*** DATASET Section Begins ***

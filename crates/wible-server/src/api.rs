//! HTTP API routes and handlers.
//!
//! - `health` - Liveness check
//! - `scan` - Snapshot, on-demand rescan, and baseline
//! - `system` - Scanner lifecycle and counters
//! - `error` - API error types
//! - `openapi` - OpenAPI specification generation

use axum::Router;
use tower::ServiceBuilder;
use tower_http::cors::CorsLayer;
use tower_http::trace::TraceLayer;
use utoipa::OpenApi;
use utoipa_swagger_ui::SwaggerUi;

use crate::state::SharedState;

pub mod error;
pub mod health;
pub mod openapi;
pub mod scan;
pub mod system;

pub use error::{ApiError, ApiResult, ErrorResponse};
pub use openapi::{get_openapi_json, ApiDoc};

/// Creates the combined API router with all endpoints.
///
/// # Route Structure
///
/// ```text
/// /health                - Health check
/// /docs                  - Swagger UI
/// /api
/// ├── /status            - Latest scan snapshot
/// ├── /rescan            - Start a fast scan now (POST)
/// ├── /baseline          - Rogue-detection baseline
/// ├── /system/status     - Scanner lifecycle, cadence, counters
/// └── /openapi.json      - OpenAPI specification
/// ```
pub fn create_router(state: SharedState) -> Router {
    Router::new()
        .nest("/health", health::router())
        .nest(
            "/api",
            Router::new()
                .merge(scan::router())
                .nest("/system", system::router()),
        )
        .merge(SwaggerUi::new("/docs").url("/api/openapi.json", ApiDoc::openapi()))
        .layer(
            ServiceBuilder::new()
                .layer(TraceLayer::new_for_http())
                .layer(CorsLayer::permissive()),
        )
        .with_state(state)
}

#[cfg(test)]
mod tests {
    use std::sync::Arc;
    use std::time::Duration;

    use axum::http::StatusCode;
    use axum_test::TestServer;
    use wible_core::probe::mock::{MockBleProbe, MockSpeedProbe, MockWifiProbe};
    use wible_core::{
        InternetStatus, Lifecycle, Orchestrator, Probes, ProbeError, ScanConfig, Snapshot,
        SpeedMeasurement, WifiObservation,
    };

    use super::*;
    use crate::api::health::HealthResponse;
    use crate::api::scan::{BaselineResponse, RescanResponse};
    use crate::api::system::SystemStatusResponse;
    use crate::state::AppState;

    fn orchestrator(wifi: MockWifiProbe, speed: Option<MockSpeedProbe>) -> Arc<Orchestrator> {
        Arc::new(Orchestrator::new(
            &ScanConfig::default(),
            Probes {
                wifi: Arc::new(wifi),
                ble: Arc::new(MockBleProbe::new(vec![Err(ProbeError::unavailable(
                    "no adapter",
                ))])),
                speed: speed.map(|s| Arc::new(s) as Arc<dyn wible_core::SpeedProbe>),
            },
        ))
    }

    fn server(orchestrator: &Arc<Orchestrator>) -> TestServer {
        TestServer::new(create_router(AppState::new(Arc::clone(orchestrator)))).unwrap()
    }

    #[tokio::test]
    async fn test_health() {
        let orchestrator = orchestrator(MockWifiProbe::fixed(&[]), None);
        let response = server(&orchestrator).get("/health").await;

        response.assert_status_ok();
        let body: HealthResponse = response.json();
        assert_eq!(body.status, "ok");
    }

    #[tokio::test]
    async fn test_status_before_start_is_empty() {
        let orchestrator = orchestrator(MockWifiProbe::fixed(&[("HomeNet", -45.0)]), None);
        let response = server(&orchestrator).get("/api/status").await;

        response.assert_status_ok();
        let snapshot: Snapshot = response.json();
        assert!(snapshot.wifi.is_empty());
        assert!(snapshot.timestamp.is_none());
        assert_eq!(snapshot.internet, InternetStatus::disconnected());
    }

    #[tokio::test]
    async fn test_status_after_start() {
        let orchestrator = orchestrator(
            MockWifiProbe::fixed(&[("HomeNet", -45.0), ("Neighbor", -70.0)]),
            None,
        );
        orchestrator.start().await.unwrap();

        let response = server(&orchestrator).get("/api/status").await;
        response.assert_status_ok();

        let json: serde_json::Value = response.json();
        assert_eq!(json["wifi"][0]["ssid"], "HomeNet");
        assert_eq!(json["wifi"][0]["signal_dbm"], -45.0);
        assert_eq!(json["rogue_aps"], serde_json::json!([]));
        assert_eq!(json["ble"], serde_json::json!([]));
        assert_eq!(json["ble_available"], false);
        assert_eq!(json["internet"]["ping_ms"], -1.0);
        assert!(json["timestamp"].is_string());

        orchestrator.shutdown().await;
    }

    #[tokio::test]
    async fn test_rescan_before_start_is_unavailable() {
        let orchestrator = orchestrator(MockWifiProbe::fixed(&[("HomeNet", -45.0)]), None);
        let response = server(&orchestrator).post("/api/rescan").await;

        response.assert_status(StatusCode::SERVICE_UNAVAILABLE);
        let body: ErrorResponse = response.json();
        assert_eq!(body.error, "NOT_RUNNING");
    }

    #[tokio::test(start_paused = true)]
    async fn test_rescan_flags_new_network() {
        let orchestrator = orchestrator(
            MockWifiProbe::new(vec![
                Ok(vec![WifiObservation::new("HomeNet", -45.0)]),
                Ok(vec![
                    WifiObservation::new("HomeNet", -45.0),
                    WifiObservation::new("EvilTwin", -40.0),
                ]),
            ]),
            None,
        );
        orchestrator.start().await.unwrap();
        let server = server(&orchestrator);

        let response = server.post("/api/rescan").await;
        response.assert_status(StatusCode::ACCEPTED);
        let ack: RescanResponse = response.json();
        assert_eq!(ack.status, "scanning_started");

        tokio::time::sleep(Duration::from_secs(1)).await;

        let snapshot: Snapshot = server.get("/api/status").await.json();
        assert_eq!(snapshot.rogue_aps, vec!["EvilTwin".to_string()]);

        let baseline: BaselineResponse = server.get("/api/baseline").await.json();
        assert!(baseline.captured);
        assert_eq!(baseline.ssids, vec!["HomeNet".to_string()]);

        orchestrator.shutdown().await;
    }

    #[tokio::test]
    async fn test_baseline_not_captured_after_failed_scan() {
        let orchestrator = orchestrator(
            MockWifiProbe::new(vec![Err(ProbeError::failed("no wlan interface"))]),
            None,
        );
        orchestrator.start().await.unwrap();

        let baseline: BaselineResponse = server(&orchestrator).get("/api/baseline").await.json();
        assert!(!baseline.captured);
        assert!(baseline.ssids.is_empty());

        orchestrator.shutdown().await;
    }

    #[tokio::test(start_paused = true)]
    async fn test_system_status() {
        let orchestrator = orchestrator(
            MockWifiProbe::fixed(&[("HomeNet", -45.0)]),
            Some(MockSpeedProbe::new(vec![Ok(SpeedMeasurement {
                download_mbps: 90.0,
                upload_mbps: 20.0,
                ping_ms: 12.0,
            })])),
        );
        orchestrator.start().await.unwrap();
        tokio::time::sleep(Duration::from_secs(1)).await;

        let status: SystemStatusResponse =
            server(&orchestrator).get("/api/system/status").await.json();
        assert_eq!(status.lifecycle, Lifecycle::Running);
        assert_eq!(status.fast_interval_secs, 10);
        assert!(status.speed_test_enabled);
        assert!(!status.ble_capable);
        assert_eq!(status.stats.fast_cycles, 1);
        assert_eq!(status.stats.slow_cycles, 1);
        assert_eq!(status.stats.ble_failures, 1);

        orchestrator.shutdown().await;
    }

    #[tokio::test]
    async fn test_openapi_served() {
        let orchestrator = orchestrator(MockWifiProbe::fixed(&[]), None);
        let response = server(&orchestrator).get("/api/openapi.json").await;

        response.assert_status_ok();
        let json: serde_json::Value = response.json();
        assert_eq!(json["info"]["title"], "wible API");
    }
}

*** DATASET Section Ends ***

**EXERCISE OBJECTIVE:**
Where does the word "ApiDoc" show up in the material? Copy out each line that has it.

**EXERCISE RESPONSE:**
pub use openapi::{get_openapi_json, ApiDoc};
        .merge(SwaggerUi::new("/docs").url("/api/openapi.json", ApiDoc::openapi()))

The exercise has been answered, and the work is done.